Bosses to slow pace of hiring in next 3 months


Survey shows big drop in employment outlook from Q2




(SINGAPORE) Finance Minister Tharman Shanmugaratnam said on Sunday that Singapore is not heading for a recession. But a new poll shows caution is setting in, as employers plan to slow the pace of hiring in the next three months.


‘When it comes to hiring, employers in Singapore are still in the fast lane. But they are easing off the accelerator, ‘ said CK Rosa, country manager of Manpower Singapore, a unit of US-based employment services agency Manpower, which carried out the poll.


While Mr Tharman gave the assurance of ‘no recession’, he warned that Singaporeans are in for a bumpy ride because of the surge in prices of fuel, food and other necessities.


The minister could have added that jobs – plentiful in the past year of record employment – also may not be so easy to come by in the months ahead.

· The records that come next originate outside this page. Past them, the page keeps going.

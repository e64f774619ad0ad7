//! 单文件 HTTP 下载任务
//!
//! 本地已有部分文件时以追加方式打开，并从文件长度处发起 Range 请求续传。
//! 两种情况会删除部分文件后从头重下：
//! - 416（请求范围无法满足）：只重试一次，再次 416 按 HTTP 错误失败
//! - 远程文件比本地部分文件新
//!
//! 执行期间对部分文件持有排他锁，同一路径同时只有一个下载在写。
//! 暂停和停止保留部分文件，中止和失败删除部分文件。

use super::error::{DownloadError, DownloadErrorKind};
use super::transport::{DownloadRequest, HttpResponse, HttpTransport};
use crate::common::ProgressThrottler;
use crate::config::{Credentials, DownloadConfig};
use crate::task::{CancellationType, RunOutcome, Task, TaskCore, TaskOutcome, TaskState};
use async_trait::async_trait;
use chrono::{DateTime, Utc};
use fs4::fs_std::FileExt;
use parking_lot::Mutex;
use serde::Serialize;
use std::io;
use std::path::{Path, PathBuf};
use std::sync::atomic::{AtomicU64, Ordering};
use std::sync::Arc;
use std::time::{Duration, Instant};
use tokio::fs::{self, File, OpenOptions};
use tokio::io::AsyncWriteExt;
use tokio_util::sync::CancellationToken;
use tracing::{debug, info, warn};

/// 下载任务参数
#[derive(Debug, Clone)]
pub struct DownloadOptions {
    /// 等待响应头或单个数据块的超时
    pub timeout: Duration,
    pub credentials: Option<Credentials>,
    pub progress_log_interval: Duration,
}

impl Default for DownloadOptions {
    fn default() -> Self {
        Self::from_config(&DownloadConfig::default())
    }
}

impl DownloadOptions {
    pub fn from_config(config: &DownloadConfig) -> Self {
        Self {
            timeout: config.timeout(),
            credentials: config.credentials.clone(),
            progress_log_interval: Duration::from_millis(config.progress_throttle_ms),
        }
    }
}

/// 下载任务状态快照
#[derive(Debug, Clone, Serialize)]
pub struct DownloadStatus {
    pub url: String,
    pub local_path: PathBuf,
    pub state: TaskState,
    pub progress: u8,
    /// 本次执行收到的字节数
    pub bytes_received: u64,
    /// 文件总大小（未知时为 None）
    pub total_bytes: Option<u64>,
    /// 本地文件已有字节数（续传起点 + 本次收到）
    pub total_bytes_received: u64,
    /// 本次执行的平均速率（字节/秒）
    pub transfer_rate: u64,
    pub mime_type: Option<String>,
    pub http_status: Option<u16>,
    pub error_kind: Option<DownloadErrorKind>,
}

#[derive(Debug, Default)]
struct ResponseInfo {
    mime_type: Option<String>,
    http_status: Option<u16>,
    error_kind: Option<DownloadErrorKind>,
    total_bytes: Option<u64>,
    session_started: Option<Instant>,
}

/// 一次请求的结果
enum Attempt {
    Done,
    RangeNotSatisfiable,
    RemoteModified,
}

/// 提前结束下载循环的原因
enum Halt {
    Cancelled,
    Failed(DownloadError),
}

impl From<DownloadError> for Halt {
    fn from(e: DownloadError) -> Self {
        Halt::Failed(e)
    }
}

impl From<io::Error> for Halt {
    fn from(e: io::Error) -> Self {
        Halt::Failed(DownloadError::Io(e))
    }
}

/// HTTP 文件下载任务
pub struct HttpFileDownloadTask {
    core: TaskCore,
    url: String,
    local_path: PathBuf,
    transport: Arc<dyn HttpTransport>,
    options: DownloadOptions,
    info: Mutex<ResponseInfo>,
    /// 续传起点
    offset: AtomicU64,
    /// 本次执行收到的字节数
    received: AtomicU64,
    /// 累计收到的字节数，跨执行单调递增，供速率采样使用
    transferred: AtomicU64,
    throttler: ProgressThrottler,
}

impl HttpFileDownloadTask {
    pub fn new(
        core: TaskCore,
        url: impl Into<String>,
        local_path: impl Into<PathBuf>,
        transport: Arc<dyn HttpTransport>,
        options: DownloadOptions,
    ) -> Arc<Self> {
        let throttler = ProgressThrottler::new(options.progress_log_interval);
        Arc::new(Self {
            core,
            url: url.into(),
            local_path: local_path.into(),
            transport,
            options,
            info: Mutex::new(ResponseInfo::default()),
            offset: AtomicU64::new(0),
            received: AtomicU64::new(0),
            transferred: AtomicU64::new(0),
            throttler,
        })
    }

    pub fn remote_uri(&self) -> &str {
        &self.url
    }

    pub fn local_path(&self) -> &Path {
        &self.local_path
    }

    pub fn mime_type(&self) -> Option<String> {
        self.info.lock().mime_type.clone()
    }

    pub fn http_status(&self) -> Option<u16> {
        self.info.lock().http_status
    }

    pub fn error_kind(&self) -> Option<DownloadErrorKind> {
        self.info.lock().error_kind
    }

    pub fn bytes_received(&self) -> u64 {
        self.received.load(Ordering::SeqCst)
    }

    pub fn total_bytes(&self) -> Option<u64> {
        self.info.lock().total_bytes
    }

    pub fn total_bytes_received(&self) -> u64 {
        self.offset.load(Ordering::SeqCst) + self.bytes_received()
    }

    pub fn transferred(&self) -> u64 {
        self.transferred.load(Ordering::SeqCst)
    }

    pub fn transfer_rate(&self) -> u64 {
        let started = self.info.lock().session_started;
        match started {
            Some(at) => {
                let secs = at.elapsed().as_secs_f64();
                if secs > 0.0 {
                    (self.bytes_received() as f64 / secs) as u64
                } else {
                    0
                }
            }
            None => 0,
        }
    }

    pub fn status(&self) -> DownloadStatus {
        let info = self.info.lock();
        let rate = match info.session_started {
            Some(at) if at.elapsed().as_secs_f64() > 0.0 => {
                (self.bytes_received() as f64 / at.elapsed().as_secs_f64()) as u64
            }
            _ => 0,
        };
        DownloadStatus {
            url: self.url.clone(),
            local_path: self.local_path.clone(),
            state: self.core.state(),
            progress: self.core.progress(),
            bytes_received: self.bytes_received(),
            total_bytes: info.total_bytes,
            total_bytes_received: self.total_bytes_received(),
            transfer_rate: rate,
            mime_type: info.mime_type.clone(),
            http_status: info.http_status,
            error_kind: info.error_kind,
        }
    }

    async fn download(&self, token: &CancellationToken) -> Result<(), Halt> {
        let mut range_retried = false;

        loop {
            match self.attempt(token).await? {
                Attempt::Done => return Ok(()),
                Attempt::RangeNotSatisfiable if range_retried => {
                    warn!("服务器再次返回 416，放弃下载: {}", self.url);
                    return Err(DownloadError::HttpStatus {
                        status: 416,
                        url: self.url.clone(),
                    }
                    .into());
                }
                Attempt::RangeNotSatisfiable => {
                    info!("服务器返回 416，删除部分文件后完整重试: {}", self.url);
                    range_retried = true;
                    remove_partial_file(&self.local_path).await;
                }
                Attempt::RemoteModified => {
                    // 重下时本地没有部分文件，不会再比较修改时间
                    info!("远程文件比本地部分文件新，从头下载: {}", self.url);
                    remove_partial_file(&self.local_path).await;
                }
            }
        }
    }

    async fn attempt(&self, token: &CancellationToken) -> Result<Attempt, Halt> {
        let (mut file, offset, local_modified) = self.open_local().await?;

        let request = DownloadRequest {
            url: self.url.clone(),
            range_start: (offset > 0).then_some(offset),
            credentials: self.options.credentials.clone(),
        };
        debug!(
            "发起下载请求: url={}, range_start={:?}",
            self.url, request.range_start
        );

        let mut response = tokio::select! {
            biased;
            _ = token.cancelled() => return Err(Halt::Cancelled),
            sent = tokio::time::timeout(self.options.timeout, self.transport.send(&request)) => {
                sent.map_err(|_| DownloadError::Timeout(self.options.timeout))??
            }
        };

        let head = response.head().clone();
        {
            let mut info = self.info.lock();
            info.mime_type = head.content_type.clone();
            info.http_status = Some(head.status);
        }

        if head.status == 416 {
            return Ok(Attempt::RangeNotSatisfiable);
        }
        if !head.is_success() {
            return Err(DownloadError::HttpStatus {
                status: head.status,
                url: self.url.clone(),
            }
            .into());
        }
        if let (Some(local), Some(remote)) = (local_modified, head.last_modified) {
            if remote > local {
                return Ok(Attempt::RemoteModified);
            }
        }

        let mut start = offset;
        if offset > 0 && head.status != 206 {
            warn!("服务器未按 Range 返回部分内容，从头写入: {}", self.url);
            file.set_len(0).await?;
            start = 0;
        }
        self.offset.store(start, Ordering::SeqCst);
        let expected = head.content_length.map(|len| start + len);
        self.info.lock().total_bytes = expected;

        self.receive_body(&mut file, response.as_mut(), token).await?;

        file.flush().await?;
        if let Some(expected) = expected {
            let actual = file.metadata().await?.len();
            if actual != expected {
                return Err(DownloadError::SizeMismatch { expected, actual }.into());
            }
        }
        Ok(Attempt::Done)
    }

    async fn receive_body(
        &self,
        file: &mut File,
        response: &mut dyn HttpResponse,
        token: &CancellationToken,
    ) -> Result<(), Halt> {
        loop {
            let next = tokio::select! {
                biased;
                _ = token.cancelled() => {
                    file.flush().await?;
                    return Err(Halt::Cancelled);
                }
                next = tokio::time::timeout(self.options.timeout, response.chunk()) => next,
            };

            let chunk = match next {
                Ok(chunk) => chunk?,
                Err(_) => {
                    let _ = file.flush().await;
                    return Err(DownloadError::Timeout(self.options.timeout).into());
                }
            };
            let Some(bytes) = chunk else {
                break;
            };

            file.write_all(&bytes).await?;
            let n = bytes.len() as u64;
            self.received.fetch_add(n, Ordering::SeqCst);
            self.transferred.fetch_add(n, Ordering::SeqCst);
            self.report_progress();
        }
        Ok(())
    }

    fn report_progress(&self) {
        let Some(total) = self.total_bytes().filter(|t| *t > 0) else {
            return;
        };
        let done = self.total_bytes_received();
        let percent = (done.min(total) * 100 / total) as u8;
        let _ = self.core.set_progress(percent);

        if self.throttler.should_emit() {
            debug!(
                "下载进度: name={}, {}/{} bytes ({}%)",
                self.core.name(),
                done,
                total,
                percent
            );
        }
    }

    /// 打开本地文件并加排他锁，返回 (文件, 已有长度, 本地修改时间)
    async fn open_local(&self) -> Result<(File, u64, Option<DateTime<Utc>>), DownloadError> {
        let path = &self.local_path;
        let open_err = |e: io::Error| DownloadError::from_open(path.clone(), e);

        let existed = match fs::metadata(path).await {
            Ok(_) => true,
            Err(e) if e.kind() == io::ErrorKind::NotFound => {
                if let Some(parent) = path.parent() {
                    fs::create_dir_all(parent).await.map_err(open_err)?;
                }
                false
            }
            Err(e) => return Err(open_err(e)),
        };

        let file = OpenOptions::new()
            .create(true)
            .append(true)
            .open(path)
            .await
            .map_err(open_err)?;

        // 锁随文件句柄释放
        let file = file.into_std().await;
        if let Err(e) = file.try_lock_exclusive() {
            warn!("部分文件正被其它下载占用: {:?}", path);
            return Err(DownloadError::FileUnavailable {
                path: path.clone(),
                source: e,
            });
        }
        let file = File::from_std(file);

        // 加锁之后再取长度
        let meta = file.metadata().await.map_err(open_err)?;
        let modified = if existed {
            debug!("续传本地文件: {:?}, 已有 {} bytes", path, meta.len());
            meta.modified().ok().map(DateTime::<Utc>::from)
        } else {
            None
        };
        Ok((file, meta.len(), modified))
    }
}

/// 删除部分文件及其所在的空目录，文件仍被其它下载锁住时跳过
async fn remove_partial_file(path: &Path) {
    if let Ok(file) = File::open(path).await {
        let file = file.into_std().await;
        if file.try_lock_exclusive().is_err() {
            debug!("部分文件正被其它下载使用，跳过删除: {:?}", path);
            return;
        }
    }

    match fs::remove_file(path).await {
        Ok(()) => {
            debug!("已删除部分文件: {:?}", path);
            if let Some(parent) = path.parent() {
                let _ = fs::remove_dir(parent).await;
            }
        }
        Err(e) if e.kind() == io::ErrorKind::NotFound => {}
        Err(e) => warn!("删除部分文件失败: {:?}, 错误: {}", path, e),
    }
}

#[async_trait]
impl Task for HttpFileDownloadTask {
    fn core(&self) -> &TaskCore {
        &self.core
    }

    async fn run(&self, token: CancellationToken) -> RunOutcome {
        self.received.store(0, Ordering::SeqCst);
        self.throttler.reset();
        {
            let mut info = self.info.lock();
            info.error_kind = None;
            info.session_started = Some(Instant::now());
        }
        info!("开始下载: {} -> {:?}", self.url, self.local_path);

        match self.download(&token).await {
            Ok(()) => {
                info!(
                    "✅ 下载完成: {:?}, 本次收到 {} bytes",
                    self.local_path,
                    self.bytes_received()
                );
                RunOutcome::Finished
            }
            Err(Halt::Cancelled) => {
                if self.core.requested_cancellation() == CancellationType::Aborted {
                    remove_partial_file(&self.local_path).await;
                }
                RunOutcome::Cancelled
            }
            Err(Halt::Failed(e)) => {
                self.info.lock().error_kind = Some(e.kind());
                if e.after_open() {
                    remove_partial_file(&self.local_path).await;
                }
                RunOutcome::Failed(e.into())
            }
        }
    }

    /// 持有任务锁时调用，删除放到后台执行
    fn on_finished(&self, outcome: &TaskOutcome) {
        if !matches!(outcome, TaskOutcome::Aborted) {
            return;
        }
        match tokio::runtime::Handle::try_current() {
            Ok(handle) => {
                let path = self.local_path.clone();
                handle.spawn(async move { remove_partial_file(&path).await });
            }
            Err(_) => warn!("没有运行时，无法删除部分文件: {:?}", self.local_path),
        }
    }

    fn supports_pause(&self) -> bool {
        true
    }
}

impl std::fmt::Debug for HttpFileDownloadTask {
    fn fmt(&self, f: &mut std::fmt::Formatter<'_>) -> std::fmt::Result {
        f.debug_struct("HttpFileDownloadTask")
            .field("url", &self.url)
            .field("local_path", &self.local_path)
            .field("core", &self.core)
            .finish()
    }
}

And this is likely to be the case even though Singapore is tipped to be among countries offering the best job prospects at a time when employment in many countries is falling.

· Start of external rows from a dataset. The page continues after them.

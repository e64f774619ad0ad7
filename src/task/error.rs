use thiserror::Error;
use uuid::Uuid;

/// 任务与任务组的误用错误
#[derive(Debug, Error, PartialEq, Eq)]
pub enum TaskError {
    #[error("任务正在执行: {0}")]
    AlreadyBusy(Uuid),

    #[error("任务已结束，不能再次执行: {0}")]
    AlreadyFinished(Uuid),

    #[error("任务不支持暂停: {0}")]
    PauseUnsupported(Uuid),

    #[error("任务已属于其它任务组: {0}")]
    AlreadyGrouped(Uuid),

    #[error("进度超出范围: {0}")]
    InvalidProgress(u8),

    #[error("任务组正在停止，不能添加任务")]
    GroupStopping,

    #[error("重排顺序无效: {0}")]
    InvalidOrder(String),

    #[error("索引越界: {index} (长度 {len})")]
    IndexOutOfRange { index: usize, len: usize },
}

The less rosy outlook for the local job market is painted in the latest Manpower poll, which shows the net employment outlook in the third quarter for a sample of 713 employers in Singapore plunged 25 percentage points to 37 per cent from the previous quarter.


The poll results were released yesterday.


‘Net employment outlook’ is the difference between the percentage of bosses polled who intend to increase hiring and the percentage who plan to cut jobs.


Seasonally adjusted, the decline in the Q3 net employment outlook is not so great – but it’s still a substantial drop of 12 percentage points. And compared with a year ago, the Q3 job outlook is 13 percentage points lower.


‘Singapore employers are anticipating a continued hiring pace in the quarter ahead, but expect to add employees at a slower pace from both three months ago and last year at this time,’ Manpower said in a statement.


All seven sectors polled showed a positive net employment outlook, especially public administration and education (+57 per cent); services (+45 per cent); finance, insurance and real estate (+45 per cent); manufacturing (+46 per cent) and transport & utilities (+47 per cent).


While still positive, the Q3 employment outlook for six of the seven sectors fell sharply from the previous quarter. Only employers in the manufacturing sector revealed no change in recruitment plans.


Year-on-year, the outlook weakened in all sectors except transport and utilities (up 3 percentage points).


The steepest declines from Q2 were posted by the wholesale trade & retail sector (down 37 points) and mining & construction (down 30 points).


Compared with Manpower polls in 31 other countries, employers in Singapore – along with those in Peru, Poland, Costa Rica, Hong Kong, India and Romania – were the most upbeat about hiring in Q3. Employers in Spain, Italy and Ireland were the most pessimistic.


Within the Asia-Pacific region, hiring plans in China and New Zealand were the least upbeat.